M1 Oscilloscope Tools™: Phase Noise

Now with the press of one button M1 Oscilloscope Tools™ gives you all of the most important Phase Noise Measurements that systems costing ten times more than M1 provide AND gives the engineer new ways to analyze phase noise never before available.

Unlike Phase Noise systems that rely on spectrum analyzers or other frequency domain instruments, the M1 phase noise measurement group gives you more than just a mere phase noise number (though it does give you that). M1 shows you graphs of phase noise performance. For example: Phase Noise Spectrum, Instantaneous Phase Noise versus Time (fully sampled), Accumulated Phase Noise versus Time (fully sampled) and Frequency/Period versus Time (fully sampled). M1 gives you an ability to see the cycle-to-cycle variations in both Instantaneous Phase Noise AND Accumulated Phase Noise. This means M1 sees the transient nature of phase noise that is so critical to understanding THE PHASE NOISE NUMBER. With M1, not only will you get THE NUMBER, but you will have the tools that you need to understand that number and insights into how to reduce that number...

M1 can reach jitter noise floors as low as 330 fsec which is plenty good for most practical phase noise applications today. In addition, because all TimeViews and all FFTViews in M1 can be averaged, you can improve the signal-to-noise ratio by acquiring multiple acquisitions of the waveform. This will improve the signal-to-noise ratio and hence improve phase noise measurement noise floor also. NOTE: In the FFTVIEW averaging is actually called ACCUMULATE.

While frequency domain tools that cost much more than M1 and require you to buy new hardware, these tools tell the designer nothing about the real time cycle-to-cycle variations created by phase noise. Only M1 working on a real time scope, that you already own today, can give you this insight.

The press of one button puts up 4 views that most customers wanting a phase noise measurement will want to look at. Each of these four views provide measurements statistics (ieDUT's phase noise. the phase noise number), but they also help you easily visualize the real-life characteristics of your

The new phase noise measurement group started shipping with M1 v4.05 (early March, 2006).

FAQs:

What is the difference between the Phase Noise measurements in the frequency domain and in the time domain?

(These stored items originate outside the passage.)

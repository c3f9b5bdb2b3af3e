//! Recorded events

use chrono::{DateTime, Utc};
use serde::{Deserialize, Serialize};
use serde_json::{Map, Value};

/// An event observed on the bus
#[derive(Debug, Clone, PartialEq, Serialize, Deserialize)]
pub struct Event {
    event_type: String,
    payload: Map<String, Value>,
    recorded_at: DateTime<Utc>,
}

impl Event {
    /// Create event stamped with the current time
    #[must_use]
    pub fn new(event_type: impl Into<String>, payload: Map<String, Value>) -> Self {
        Self {
            event_type: event_type.into(),
            payload,
            recorded_at: Utc::now(),
        }
    }

    /// Create event with an empty payload
    #[inline]
    #[must_use]
    pub fn empty(event_type: impl Into<String>) -> Self {
        Self::new(event_type, Map::new())
    }

    /// With one payload field
    #[must_use]
    pub fn with_field(mut self, key: impl Into<String>, value: impl Into<Value>) -> Self {
        self.payload.insert(key.into(), value.into());
        self
    }

    /// Event type
    #[inline]
    #[must_use]
    pub fn event_type(&self) -> &str {
        &self.event_type
    }

    /// Payload fields
    #[inline]
    #[must_use]
    pub fn payload(&self) -> &Map<String, Value> {
        &self.payload
    }

    /// Single payload field
    #[inline]
    #[must_use]
    pub fn get(&self, key: &str) -> Option<&Value> {
        self.payload.get(key)
    }

    /// When the event was created
    #[inline]
    #[must_use]
    pub fn recorded_at(&self) -> DateTime<Utc> {
        self.recorded_at
    }
}
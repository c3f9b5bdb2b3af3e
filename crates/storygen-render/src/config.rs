//! Render configuration

use crate::error::ConfigError;
use serde::{Deserialize, Serialize};
use std::path::Path;

/// Default package for generated step classes
pub const DEFAULT_PACKAGE: &str = "acceptance.steps";

/// Default package holding `TestContext` and `MultiServiceTestHarness`
pub const DEFAULT_HARNESS_PACKAGE: &str = "acceptance.harness";

/// Java packages used when rendering step definitions
///
/// Loadable from TOML; missing keys fall back to the defaults.
///
/// ```toml
/// package_name = "com.example.steps"
/// harness_package = "com.example.harness"
/// ```
#[derive(Debug, Clone, PartialEq, Eq, Serialize, Deserialize)]
#[serde(default, deny_unknown_fields)]
pub struct RenderConfig {
    /// Package of the generated step class
    pub package_name: String,
    /// Package the harness support classes are imported from
    pub harness_package: String,
}

impl RenderConfig {
    /// Create default configuration
    #[inline]
    #[must_use]
    pub fn new() -> Self {
        Self::default()
    }

    /// With step class package
    #[inline]
    #[must_use]
    pub fn with_package_name(mut self, package_name: impl Into<String>) -> Self {
        self.package_name = package_name.into();
        self
    }

    /// With harness package
    #[inline]
    #[must_use]
    pub fn with_harness_package(mut self, harness_package: impl Into<String>) -> Self {
        self.harness_package = harness_package.into();
        self
    }

    /// Parse and validate TOML configuration
    ///
    /// # Errors
    /// [`ConfigError::Parse`] for malformed TOML or unknown keys,
    /// [`ConfigError::InvalidPackage`] for a bad package name
    pub fn from_toml(content: &str) -> Result<Self, ConfigError> {
        let config: Self = toml::from_str(content)?;
        config.validate()?;
        Ok(config)
    }

    /// Load configuration from a TOML file
    ///
    /// # Errors
    /// [`ConfigError::Io`] if the file cannot be read, otherwise as
    /// [`RenderConfig::from_toml`]
    pub fn from_file(path: &Path) -> Result<Self, ConfigError> {
        let content = std::fs::read_to_string(path).map_err(|source| ConfigError::Io {
            path: path.to_path_buf(),
            source,
        })?;
        Self::from_toml(&content)
    }

    /// Check both packages are dotted Java identifiers
    ///
    /// # Errors
    /// [`ConfigError::InvalidPackage`] naming the first bad package
    pub fn validate(&self) -> Result<(), ConfigError> {
        for name in [&self.package_name, &self.harness_package] {
            if !is_java_package(name) {
                return Err(ConfigError::invalid_package(name.as_str()));
            }
        }
        Ok(())
    }
}

impl Default for RenderConfig {
    fn default() -> Self {
        Self {
            package_name: DEFAULT_PACKAGE.to_string(),
            harness_package: DEFAULT_HARNESS_PACKAGE.to_string(),
        }
    }
}

fn is_java_package(name: &str) -> bool {
    !name.is_empty()
        && name.split('.').all(|segment| {
            let mut chars = segment.chars();
            chars
                .next()
                .is_some_and(|c| c.is_ascii_alphabetic() || c == '_' || c == '$')
                && chars.all(|c| c.is_ascii_alphanumeric() || c == '_' || c == '$')
        })
}
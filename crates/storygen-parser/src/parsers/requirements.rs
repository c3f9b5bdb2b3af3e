//! Numbered requirements list parser
//!
//! A small line state machine: a line starting `<ASCII digits>.` opens a new
//! item, any other line extends the open item, and lines seen before the
//! first item are ignored.

use crate::error::ParseResult;
use crate::parsers::{content_lines, SectionParser};
use once_cell::sync::Lazy;
use regex::Regex;
use storygen_model::{Requirement, SectionKind};

static ITEM_START_PATTERN: Lazy<Regex> =
    Lazy::new(|| Regex::new(r"^([0-9]+)\.(?-u:\s)*(.*)").expect("item start pattern is valid"));

/// Parses a numbered, possibly multi-line, requirement list
#[derive(Debug, Clone, Copy, Default)]
pub struct RequirementListParser;

/// Item being accumulated
struct OpenItem {
    number: u32,
    text: String,
}

impl OpenItem {
    fn start(digits: &str, first_line: &str) -> Self {
        Self {
            number: digits.parse().unwrap_or(u32::MAX),
            text: first_line.to_string(),
        }
    }

    fn extend(&mut self, line: &str) {
        self.text.push(' ');
        self.text.push_str(line);
    }

    /// Close the item; an item that never received text is dropped
    fn finish(self) -> Option<Requirement> {
        if self.text.is_empty() {
            None
        } else {
            Some(Requirement::new(self.number, self.text.trim()))
        }
    }
}

impl SectionParser for RequirementListParser {
    type Output = Vec<Requirement>;

    const SECTION: SectionKind = SectionKind::Requirements;

    fn parse_section(&self, content: &str) -> ParseResult<Vec<Requirement>> {
        let mut requirements = Vec::new();
        let mut open: Option<OpenItem> = None;

        for line in content_lines(content) {
            if let Some(caps) = ITEM_START_PATTERN.captures(line) {
                if let Some(req) = open.take().and_then(OpenItem::finish) {
                    requirements.push(req);
                }
                open = Some(OpenItem::start(&caps[1], &caps[2]));
            } else if let Some(item) = open.as_mut() {
                item.extend(line);
            }
        }

        if let Some(req) = open.and_then(OpenItem::finish) {
            requirements.push(req);
        }

        tracing::debug!(requirements = requirements.len(), "parsed requirements");
        Ok(requirements)
    }
}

The time tag data of threshold crossing, created by M1, is equivalent to the accumulated phase of the clock period, also known as absolute phase. In the case of a 1 ns period clock, every 1 ns,Both amplitude versus frequency plots (whether converted from the time domain or taken in the time domain) will show the same spectral peaks in the same place with the same relative amplitude. If you're looking at a TimeView of Time Interval Error, the only difference is y-axis scaling. It's the EXACT same data, just scaled from time units into radian or degrees. In fact, in M1 you can toggle back and forth between the two axes units. represents one complete “cycle” or “revolution” and is equal to 2 pi radians. So M1; if you're looking at the FFT of Time Interval Error (which is what the current M1 FFT measurement is) there really is NO difference at all.

In addition, M1 has a FFTView of the “instantaneous deviation relative to the mean period” measurement. This analysis is equivalent to the instantaneous phase noise. Again, the vertical axes of the TimeView of cycle-to-cycle frequency view in M1 can be relabeled in radians or degrees. And in M1 you can view this information either in TimeView or FFTView (ie spectral view). But this is a different analysis that many designers will also find fascinating and very insightful. An analysis that you will not find in the frequency domain tools.

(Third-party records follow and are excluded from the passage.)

//! Per-scenario shared state

use crate::error::{HarnessError, HarnessResult};
use crate::harness::MultiServiceHarness;
use dashmap::DashMap;
use parking_lot::RwLock;
use serde::de::DeserializeOwned;
use serde_json::Value;
use std::sync::Arc;

/// Key/value store shared by the steps of one scenario
#[derive(Debug, Default)]
pub struct ScenarioContext {
    values: DashMap<String, Value>,
    harness: RwLock<Option<Arc<MultiServiceHarness>>>,
}

impl ScenarioContext {
    /// Empty context
    #[inline]
    #[must_use]
    pub fn new() -> Self {
        Self::default()
    }

    /// Store a value
    pub fn set(&self, key: impl Into<String>, value: impl Into<Value>) {
        self.values.insert(key.into(), value.into());
    }

    /// Stored value
    #[must_use]
    pub fn get(&self, key: &str) -> Option<Value> {
        self.values.get(key).map(|entry| entry.value().clone())
    }

    /// Stored value converted to `T`
    ///
    /// # Errors
    /// [`HarnessError::ContextValue`] if the value has a different shape
    pub fn get_as<T: DeserializeOwned>(&self, key: &str) -> HarnessResult<Option<T>> {
        self.get(key)
            .map(|value| {
                serde_json::from_value(value).map_err(|e| HarnessError::ContextValue {
                    key: key.to_string(),
                    reason: e.to_string(),
                })
            })
            .transpose()
    }

    /// Check if a key is set
    #[inline]
    #[must_use]
    pub fn contains_key(&self, key: &str) -> bool {
        self.values.contains_key(key)
    }

    /// Register the scenario's harness
    pub fn set_harness(&self, harness: Arc<MultiServiceHarness>) {
        *self.harness.write() = Some(harness);
    }

    /// Registered harness
    ///
    /// # Errors
    /// [`HarnessError::HarnessNotRegistered`] before [`Self::set_harness`]
    pub fn harness(&self) -> HarnessResult<Arc<MultiServiceHarness>> {
        self.harness
            .read()
            .clone()
            .ok_or(HarnessError::HarnessNotRegistered)
    }

    /// Remove every stored value; the harness stays registered
    pub fn clear(&self) {
        self.values.clear();
    }
}

#[cfg(test)]
mod tests {
    use super::*;
    use serde_json::json;

    #[test]
    fn values_round_trip() {
        let context = ScenarioContext::new();
        context.set("applicantId", "a-1");
        context.set("age", 121);

        assert_eq!(context.get("applicantId"), Some(json!("a-1")));
        assert_eq!(context.get_as::<u32>("age"), Ok(Some(121)));
        assert_eq!(context.get_as::<u32>("missing"), Ok(None));
        assert!(matches!(
            context.get_as::<u32>("applicantId"),
            Err(HarnessError::ContextValue { .. })
        ));
    }

    #[test]
    fn clear_keeps_harness() {
        let context = ScenarioContext::new();
        assert_eq!(context.harness().unwrap_err(), HarnessError::HarnessNotRegistered);

        context.set_harness(Arc::new(MultiServiceHarness::new(["ledger"], ["posted"])));
        context.set("k", true);
        context.clear();

        assert!(!context.contains_key("k"));
        assert_eq!(context.harness().unwrap().configured_services(), ["ledger"]);
    }

    #[test]
    fn shared_across_threads() {
        let context = Arc::new(ScenarioContext::new());
        let handles: Vec<_> = (0..4)
            .map(|i| {
                let context = Arc::clone(&context);
                std::thread::spawn(move || context.set(format!("k{i}"), i))
            })
            .collect();
        for handle in handles {
            handle.join().unwrap();
        }
        assert!((0..4).all(|i| context.contains_key(&format!("k{i}"))));
    }
}
use proptest::prelude::*;
use storygen_parser::{parse_story, ParseError};
use storygen_test_utils::{acceptance_criteria_panel, panel, story_text, value_statement_panel};

fn word() -> impl Strategy<Value = String> {
    "[a-z]{1,10}( [a-z]{1,10}){0,3}"
}

proptest! {
    #[test]
    fn any_trailing_panel_is_tolerated(
        persona in word(),
        goal in word(),
        title in "[A-Za-z ]{1,20}",
        body in "[^{}]{0,200}",
    ) {
        let text = story_text(&[
            value_statement_panel(&persona, &goal, "benefit."),
            panel(&title, &body),
        ]);

        let replaces_statement = title.to_lowercase().contains("value statement");
        match parse_story(&text) {
            Ok(story) if !replaces_statement => {
                prop_assert_eq!(story.value_statement().persona(), persona.as_str());
            }
            Ok(_) => {}
            // A second value statement panel with arbitrary prose
            Err(ParseError::InvalidFormat { .. }) => prop_assert!(replaces_statement),
            Err(other) => prop_assert!(false, "unexpected error: {other}"),
        }
    }

    #[test]
    fn arbitrary_section_bodies_parse(
        requirements in "[^{}]{0,300}",
        criteria in "[^{}]{0,300}",
    ) {
        let text = story_text(&[
            value_statement_panel("user", "something", "benefit."),
            panel("Requirements", &requirements),
            acceptance_criteria_panel(&criteria),
        ]);
        prop_assert!(parse_story(&text).is_ok());
    }

    #[test]
    fn parsing_never_panics(text in "\\PC{0,400}") {
        let _ = parse_story(&text);
    }

    #[test]
    fn scenario_count_is_preserved(names in prop::collection::vec(word(), 1..8)) {
        let body: Vec<String> = names
            .iter()
            .map(|name| format!("Scenario: {name}\nGiven g\nWhen w\nThen t"))
            .collect();
        let text = story_text(&[
            value_statement_panel("user", "something", "benefit."),
            acceptance_criteria_panel(&body.join("\n")),
        ]);

        let story = parse_story(&text).unwrap();
        let parsed: Vec<&str> = story
            .acceptance_criteria()
            .iter()
            .map(|ac| ac.scenario_name())
            .collect();
        prop_assert_eq!(parsed, names.iter().map(String::as_str).collect::<Vec<_>>());
    }
}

It should be noted that while there are equivalencies here, without the continuous record in time of the threshold crossing that M1 provides, conversion between the different representations of jitter is not possible. It is only M1 that will be able so show you all views of phase noise (instantaneous and accumulated, spectral and time domain, TimeView and HistoView). A frequency domain tool does not have access to the cycle-to-cycle threshold crossing information and as such will not be able to show all that M1 can show.

Can I measure the phase noise within a defined range of frequencies?

Yes. In the FFTView, M1 has a “Between Markers Only” measurement capability that allows you to measure just the jitter in a given frequency band. Press VIEW | Markers | Calculate Stats Only Between Markers | Drag the markers to your start and stop frequency.

Can the Noise Floor Calibration in M1 be used to improve the result of such measurement?

Not today. It is conceivable that the M1 Noise Calibration Procedure, currently used with SEEj RjDj Decomposition could be used to improve the RMS result. At this time we are not planning to add this capability.

What is the purpose of adding the Phase Noise measurements to M1?

Design Engineers want to use their scopes to make phase noise measurements. They do not want to purchase a dedicated phase noise test system. M1 can show them much more insight about phase noise than merely what is contained in the phase noise measurement group. M1 phase noise measurement are NOT just a number. It starts as a number, but the cycle-to-cycle TimeViews give designers real information about why it their phase noise is what it is.

What is the advantage of the Phase Noise measurements in M1?

The ability to see what's happening in a moment-to-moment view as opposed to just a single result number.